Rosie is a Goddess

This is Rosie. To me and to her community she is an angel, a savior, and a goddess. She lives in Khayelitsha, a “township” in Cape Town, South Africa. Khayelitsha is one of the legacy holdovers from the apartheid-era Group Areas Act, the law that required blacks to have special permission to travel within the country. It was established when male laborers were allowed to migrate to Johannesburg and Cape Town for work and townships, like Khayelitsha, were established to house them. Soweto, in Johannesburg, with 1.3 million residents is probably the most infamous of these slums, but Khayelitsha is the largest one in Cape Town and home to roughly 500,000. With the end of the pass laws and apartheid, women began coming to the townships, families were established, and children raised there.

In 2001, Rosie decided to do something for the poorest of the poor kids in her township. She enlisted the help of friends and neighbors who brought her food supplies like cereal and potatoes so she could feed the kids. She’s famous in Cape Town now. Everybody knows Rosie and the tiny room she calls Rosie’s Diner. Every day she feeds 185 kids breakfast before they go to school and dinner when they come home. It’s simple fare – porridge for breakfast and beans, potatoes or rice for dinner, but these abandoned children, mostly AIDS orphans, get the basic nutrition they need to carry on at Rosie’s Diner.

I met Rosie through Alan Petersen, a local guide who helps with Rosie’s operation. Alan had us take sacks of potatoes and onions when we stopped by to see her. Alan has also organized a group of independent guides to help Rosie keep things going. Her reputation has spread and a couple of years ago Habitat for Humanity built a house for her in the township. She, like many of the women, is a single Mom and the house is really her dining room. Her old house burned down a few years ago and she is badly scarred from the fire, but she never stopped smiling and saying thank you the whole time we were with her.

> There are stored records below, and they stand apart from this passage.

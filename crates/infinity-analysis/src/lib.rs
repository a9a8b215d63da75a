//! AI trading analysis for the Infinity gateway
//!
//! - [`build_request`] turns raw user input (symbol, timeframe, swing high and
//!   low, free-text prompt) into an [`AnalysisRequest`] with Fibonacci
//!   retracement levels.
//! - [`AnalysisClient`] sends the request to a generative provider, validates
//!   the JSON reply against the [`AnalysisResult`] schema and substitutes a
//!   deterministic fallback when anything goes wrong.

pub mod client;
pub mod config;
pub mod error;
pub mod fallback;
pub mod fibonacci;
pub mod prompts;
pub mod request;
pub mod result;

pub use client::{AnalysisClient, ProviderState, ServiceStatus};
pub use config::{AnalysisConfig, DEFAULT_MODEL};
pub use error::{AnalysisError, Result};
pub use fallback::fallback_analysis;
pub use fibonacci::{FibonacciLevels, RETRACEMENT_RATIOS, parse_swing, retracement_levels};
pub use request::{AnalysisRequest, build_request, default_prompt};
pub use result::{AnalysisResult, Bias, KeyLevel, LevelType, parse_analysis};
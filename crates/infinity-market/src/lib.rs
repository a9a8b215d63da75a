//! Market data for the Infinity gateway
//!
//! Resolves user-facing symbols (`XAUUSD`, `BTCUSD`, ...) into provider
//! currency pairs and produces a price for any symbol through a tiered
//! cascade:
//!
//! - Alpha Vantage FX intraday series
//! - Alpha Vantage digital-currency series (crypto symbols only)
//! - Static reference prices when the provider is rate limited
//! - A last-resort fallback price when the provider is unreachable
//!
//! Every quote carries the label of the tier that produced it.
//!
//! # Example
//!
//! ```rust,ignore
//! use infinity_market::{MarketConfig, QuoteCascade};
//!
//! let cascade = QuoteCascade::from_config(&MarketConfig::from_env()?)?;
//! let quote = cascade.get_quote("XAUUSD").await;
//! println!("{} {} ({})", quote.symbol, quote.price, quote.source);
//! ```

pub mod api;
pub mod cascade;
pub mod config;
pub mod error;
pub mod quote;
pub mod reference;
pub mod symbol;

pub use api::{AlphaVantageClient, Bar, QuoteTransport, SeriesRequest};
pub use cascade::QuoteCascade;
pub use config::{MarketConfig, MarketConfigBuilder};
pub use error::{MarketError, Result};
pub use quote::{Quote, QuoteSource};
pub use symbol::{CurrencyPair, DEFAULT_SYMBOL, is_crypto, normalize, resolve};
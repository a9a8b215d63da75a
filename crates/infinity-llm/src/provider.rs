//! LLM provider trait definition

use crate::{CompletionRequest, CompletionResponse, Result};
use async_trait::async_trait;

/// Trait for LLM providers
///
/// Implementations of this trait provide access to a generative service
/// (e.g., OpenAI or an OpenAI-compatible endpoint).
#[async_trait]
pub trait LLMProvider: Send + Sync {
    /// Generate a completion from the LLM
    ///
    /// # Arguments
    ///
    /// * `request` - The completion request with messages and parameters
    ///
    /// # Returns
    ///
    /// The completion response with the assistant's message and metadata
    async fn complete(&self, request: CompletionRequest) -> Result<CompletionResponse>;

    /// Check that the service is reachable and accepts our credentials
    async fn health_check(&self) -> Result<()>;

    /// Get the provider name (e.g., "openai")
    fn name(&self) -> &str;
}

Rosie and her helpers cook in a tiny 6’x 6′ kitchen off to the side of the house. It smelled great when we were there – onion and potatoes cooking in huge stainless pots. CNN has a project called CNN Heroes to celebrate and reward selfless individuals who are making a difference in their communities. Rosie seems like a perfect example of a CNN Hero and I’m going to do what I can to nominate her in the next round of heroes. She truly deserves the award.